» **Activity**: Go through the listing below and report how many lines contain the word "first"; write no other words.

» **Provided records**:
++++

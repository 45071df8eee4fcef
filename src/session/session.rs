//! Court Session
//!
//! Drives one evening of play: keeps the roster snapshot, hands present
//! players to the orchestrator, applies the resulting deltas to the store
//! and refreshes the snapshot before the next round can be requested.

use tracing::{info, warn};

use crate::core::rng::DeterministicRng;
use crate::rotation::orchestrator::RoundOrchestrator;
use crate::rotation::player::{Player, PlayerId};
use crate::rotation::round::{Match, PersistenceDeltas, Round, RoundOutcome};
use crate::rotation::selector::RotationError;
use crate::session::config::SessionConfig;
use crate::session::store::{PlayerStore, StoreError};

/// Session state.
#[derive(Debug, Clone, Copy, PartialEq, Eq)]
pub enum SessionState {
    /// No round in progress.
    Lobby,
    /// Rounds are being played.
    Playing,
}

/// Result of building one round inside a session.
#[derive(Debug)]
pub struct RoundReport {
    /// The round to display
    pub round: Round,
    /// Counter updates sent to the store
    pub deltas: PersistenceDeltas,
    /// Store rejected the counter updates; matches still stand
    pub persistence_error: Option<StoreError>,
    /// Snapshot could not be reloaded; counters lag until the next refresh
    pub refresh_error: Option<StoreError>,
}

impl RoundReport {
    /// Were the deltas written and the snapshot reloaded?
    pub fn is_clean(&self) -> bool {
        self.persistence_error.is_none() && self.refresh_error.is_none()
    }
}

/// A court session over a player store.
pub struct CourtSession<S: PlayerStore> {
    store: S,
    orchestrator: RoundOrchestrator<DeterministicRng>,
    seed: u64,
    players: Vec<Player>,
    state: SessionState,
    round: u32,
    current: Option<Round>,
}

impl<S: PlayerStore> CourtSession<S> {
    /// Open a session and load the roster snapshot.
    ///
    /// Uses `config.seed` if set, otherwise draws one from OS entropy.
    pub fn new(store: S, config: &SessionConfig) -> Result<Self, SessionError> {
        let (orchestrator, seed) = match config.seed {
            Some(seed) => (
                RoundOrchestrator::with_tie_breaker(DeterministicRng::new(seed), config.rotation),
                seed,
            ),
            None => RoundOrchestrator::from_entropy(config.rotation),
        };

        let players = store.list_players()?;
        info!(
            seed,
            players = players.len(),
            courts = config.rotation.courts,
            "session opened"
        );

        Ok(Self {
            store,
            orchestrator,
            seed,
            players,
            state: SessionState::Lobby,
            round: 0,
            current: None,
        })
    }

    /// Tie-break seed; pass it back through config to replay the session.
    pub fn seed(&self) -> u64 {
        self.seed
    }

    /// Current state.
    pub fn state(&self) -> SessionState {
        self.state
    }

    /// Last built round number (0 before the first round).
    pub fn round(&self) -> u32 {
        self.round
    }

    /// Last built round, if any.
    pub fn current_round(&self) -> Option<&Round> {
        self.current.as_ref()
    }

    /// Matches of the last built round.
    pub fn matches(&self) -> &[Match] {
        self.current.as_ref().map(|r| r.matches.as_slice()).unwrap_or(&[])
    }

    /// Roster snapshot, ordered by name.
    pub fn players(&self) -> &[Player] {
        &self.players
    }

    /// Checked-in players.
    pub fn present(&self) -> Vec<&Player> {
        self.players.iter().filter(|p| p.is_present).collect()
    }

    /// Players not checked in.
    pub fn absent(&self) -> Vec<&Player> {
        self.players.iter().filter(|p| !p.is_present).collect()
    }

    /// Orchestrator state (teammate history, last bench).
    pub fn orchestrator(&self) -> &RoundOrchestrator<DeterministicRng> {
        &self.orchestrator
    }

    /// Underlying store.
    pub fn store(&self) -> &S {
        &self.store
    }

    /// Mutable access to the store. Call [`refresh`](Self::refresh) after
    /// editing players directly.
    pub fn store_mut(&mut self) -> &mut S {
        &mut self.store
    }

    /// Reload the roster snapshot from the store.
    pub fn refresh(&mut self) -> Result<(), StoreError> {
        self.players = self.store.list_players()?;
        Ok(())
    }

    /// Flip a player's presence. Returns the new value.
    ///
    /// Takes effect from the next round built.
    pub fn toggle_presence(&mut self, id: PlayerId) -> Result<bool, SessionError> {
        let player = self
            .players
            .iter_mut()
            .find(|p| p.id == id)
            .ok_or(StoreError::UnknownPlayer(id))?;

        let present = !player.is_present;
        self.store.set_presence(id, present)?;
        player.is_present = present;

        info!(player = %player.name, present, "presence changed");
        Ok(present)
    }

    /// Build the first round.
    pub fn start(&mut self) -> Result<RoundReport, SessionError> {
        if self.state == SessionState::Playing {
            return Err(SessionError::AlreadyStarted);
        }

        let present = self.present().len();
        let wanted = self.orchestrator.config().max_playing();
        if present < wanted {
            warn!(present, wanted, "not enough players to fill every court");
        }

        self.build_next()
    }

    /// Build the next round (manual advance or timer expiry).
    pub fn advance(&mut self) -> Result<RoundReport, SessionError> {
        if self.state != SessionState::Playing {
            return Err(SessionError::NotStarted);
        }
        self.build_next()
    }

    /// End the session.
    ///
    /// Clears matches, the round counter and teammate history. Stored
    /// counters are kept.
    pub fn end(&mut self) {
        info!(rounds = self.round, "session ended");
        self.state = SessionState::Lobby;
        self.round = 0;
        self.current = None;
        self.orchestrator.reset();
    }

    fn build_next(&mut self) -> Result<RoundReport, SessionError> {
        let present: Vec<Player> = self.players.iter().filter(|p| p.is_present).cloned().collect();
        let RoundOutcome { round, deltas } = self.orchestrator.build_round(&present, self.round)?;

        self.state = SessionState::Playing;
        self.round = round.number;
        self.current = Some(round.clone());

        let persistence_error = self.store.apply_deltas(&deltas).err();
        if let Some(err) = &persistence_error {
            warn!(round = round.number, error = %err, "failed to persist round counters");
        }

        let refresh_error = self.refresh().err();
        if let Some(err) = &refresh_error {
            warn!(round = round.number, error = %err, "failed to refresh roster");
        }

        Ok(RoundReport {
            round,
            deltas,
            persistence_error,
            refresh_error,
        })
    }
}

/// Session errors.
#[derive(Debug, thiserror::Error)]
pub enum SessionError {
    /// Round could not be built.
    #[error(transparent)]
    Rotation(#[from] RotationError),

    /// Store failed before a round was built.
    #[error(transparent)]
    Store(#[from] StoreError),

    /// `start` called while rounds are running.
    #[error("Session already started")]
    AlreadyStarted,

    /// `advance` called before `start`.
    #[error("Session not started")]
    NotStarted,
}

#[cfg(test)]
mod tests {
    use super::*;
    use crate::rotation::player::Gender;
    use crate::rotation::orchestrator::RotationConfig;
    use crate::session::store::{InMemoryPlayerStore, JsonFilePlayerStore, PlayerUpdate};

    fn roster(n: u8) -> Vec<Player> {
        (1..=n)
            .map(|i| Player::new(PlayerId::new([i; 16]), format!("P{i:02}"), Gender::Male, (i as u32 % 4) + 1))
            .collect()
    }

    fn seeded(seed: u64) -> SessionConfig {
        SessionConfig { seed: Some(seed), ..Default::default() }
    }

    fn session(n: u8) -> CourtSession<InMemoryPlayerStore> {
        CourtSession::new(InMemoryPlayerStore::with_players(roster(n)), &seeded(7)).unwrap()
    }

    /// In-memory store whose counter writes can be made to fail.
    struct FlakyStore {
        inner: InMemoryPlayerStore,
        fail_writes: bool,
    }

    impl PlayerStore for FlakyStore {
        fn list_players(&self) -> Result<Vec<Player>, StoreError> {
            self.inner.list_players()
        }
        fn set_presence(&mut self, id: PlayerId, present: bool) -> Result<(), StoreError> {
            self.inner.set_presence(id, present)
        }
        fn set_last_played_round(&mut self, round: u32, ids: &[PlayerId]) -> Result<(), StoreError> {
            if self.fail_writes {
                return Err(StoreError::Io(std::io::Error::new(std::io::ErrorKind::Other, "offline")));
            }
            self.inner.set_last_played_round(round, ids)
        }
        fn increment_bench_count(&mut self, ids: &[PlayerId]) -> Result<(), StoreError> {
            self.inner.increment_bench_count(ids)
        }
        fn patch(&mut self, updates: &[PlayerUpdate]) -> Result<(), StoreError> {
            self.inner.patch(updates)
        }
        fn upsert(&mut self, players: Vec<Player>) -> Result<(), StoreError> {
            self.inner.upsert(players)
        }
    }

    #[test]
    fn test_start_and_advance() {
        let mut s = session(17);
        assert_eq!(s.state(), SessionState::Lobby);
        assert!(matches!(s.advance(), Err(SessionError::NotStarted)));

        let first = s.start().unwrap();
        assert!(first.is_clean());
        assert_eq!(first.round.number, 1);
        assert_eq!(first.round.benched.len(), 1);
        assert_eq!(s.matches().len(), 4);
        assert!(matches!(s.start(), Err(SessionError::AlreadyStarted)));

        // Snapshot reflects the persisted deltas
        let benched_id = first.round.benched[0].id;
        let benched = s.players().iter().find(|p| p.id == benched_id).unwrap();
        assert_eq!(benched.bench_count, 1);

        let second = s.advance().unwrap();
        assert_eq!(second.round.number, 2);
        assert_eq!(s.round(), 2);
        assert_ne!(second.round.benched[0].id, benched_id);
    }

    #[test]
    fn test_insufficient_players_leaves_lobby() {
        let mut s = session(3);
        let err = s.start().unwrap_err();
        assert!(matches!(
            err,
            SessionError::Rotation(RotationError::InsufficientPlayers { present: 3, required: 4 })
        ));
        assert_eq!(s.state(), SessionState::Lobby);
        assert_eq!(s.round(), 0);
        assert!(s.players().iter().all(|p| p.bench_count == 0 && p.last_played_round == 0));
    }

    #[test]
    fn test_toggle_presence() {
        let mut s = session(5);
        let id = PlayerId::new([2; 16]);

        assert!(!s.toggle_presence(id).unwrap());
        assert_eq!(s.present().len(), 4);
        assert_eq!(s.absent().len(), 1);
        assert!(!s.store().get(&id).unwrap().is_present);

        let report = s.start().unwrap();
        assert!(report.round.match_for(&id).is_none());
        assert!(report.round.benched.is_empty());

        assert!(matches!(
            s.toggle_presence(PlayerId::new([99; 16])),
            Err(SessionError::Store(StoreError::UnknownPlayer(_)))
        ));
    }

    #[test]
    fn test_persistence_failure_keeps_round() {
        let store = FlakyStore {
            inner: InMemoryPlayerStore::with_players(roster(8)),
            fail_writes: true,
        };
        let mut s = CourtSession::new(store, &seeded(1)).unwrap();

        let report = s.start().unwrap();
        assert!(matches!(report.persistence_error, Some(StoreError::Io(_))));
        assert!(report.refresh_error.is_none());
        assert_eq!(report.round.court_count(), 2);
        assert_eq!(s.round(), 1);

        // Counters lag but the next round still builds
        assert!(s.players().iter().all(|p| p.last_played_round == 0));
        s.store_mut().fail_writes = false;
        let next = s.advance().unwrap();
        assert!(next.is_clean());
        assert!(s.players().iter().all(|p| p.last_played_round == 2));
    }

    #[test]
    fn test_end_resets_session() {
        let mut s = session(8);
        s.start().unwrap();
        s.advance().unwrap();
        assert!(!s.orchestrator().teammate_history().is_empty());

        s.end();
        assert_eq!(s.state(), SessionState::Lobby);
        assert_eq!(s.round(), 0);
        assert!(s.matches().is_empty());
        assert!(s.orchestrator().teammate_history().is_empty());

        // Stored counters survive
        assert!(s.players().iter().all(|p| p.last_played_round == 2));
        assert_eq!(s.start().unwrap().round.number, 1);
    }

    #[test]
    fn test_seeded_sessions_replay() {
        let mut a = session(19);
        let mut b = session(19);
        assert_eq!(a.seed(), 7);

        for _ in 0..4 {
            let ra = (if a.round() == 0 { a.start() } else { a.advance() }).unwrap();
            let rb = (if b.round() == 0 { b.start() } else { b.advance() }).unwrap();
            assert_eq!(ra.round.compute_hash(), rb.round.compute_hash());
        }
        assert_eq!(
            a.orchestrator().teammate_history().compute_hash(),
            b.orchestrator().teammate_history().compute_hash()
        );
    }

    #[test]
    fn test_custom_courts() {
        let config = SessionConfig {
            seed: Some(3),
            store_path: None,
            rotation: RotationConfig { courts: 2, skill_band: 2 },
        };
        let mut s = CourtSession::new(InMemoryPlayerStore::with_players(roster(12)), &config).unwrap();
        let report = s.start().unwrap();
        assert_eq!(report.round.court_count(), 2);
        assert_eq!(report.round.benched.len(), 4);
        assert_eq!(report.deltas.benched.len(), 4);
    }

    #[test]
    fn test_json_backed_session() {
        let dir = tempfile::tempdir().unwrap();
        let path = dir.path().join("players.json");
        JsonFilePlayerStore::create(&path, roster(9)).unwrap();

        let store = JsonFilePlayerStore::open(&path).unwrap();
        let mut s = CourtSession::new(store, &seeded(11)).unwrap();
        let report = s.start().unwrap();
        assert!(report.is_clean());

        let benched = report.round.benched.clone();
        assert_eq!(benched.len(), 1);

        let reloaded = JsonFilePlayerStore::open(&path).unwrap().list_players().unwrap();
        for p in &reloaded {
            if p.id == benched[0].id {
                assert_eq!(p.bench_count, 1);
                assert_eq!(p.last_played_round, 0);
            } else {
                assert_eq!(p.last_played_round, 1);
            }
        }
    }
}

++++

» **Reply**: 7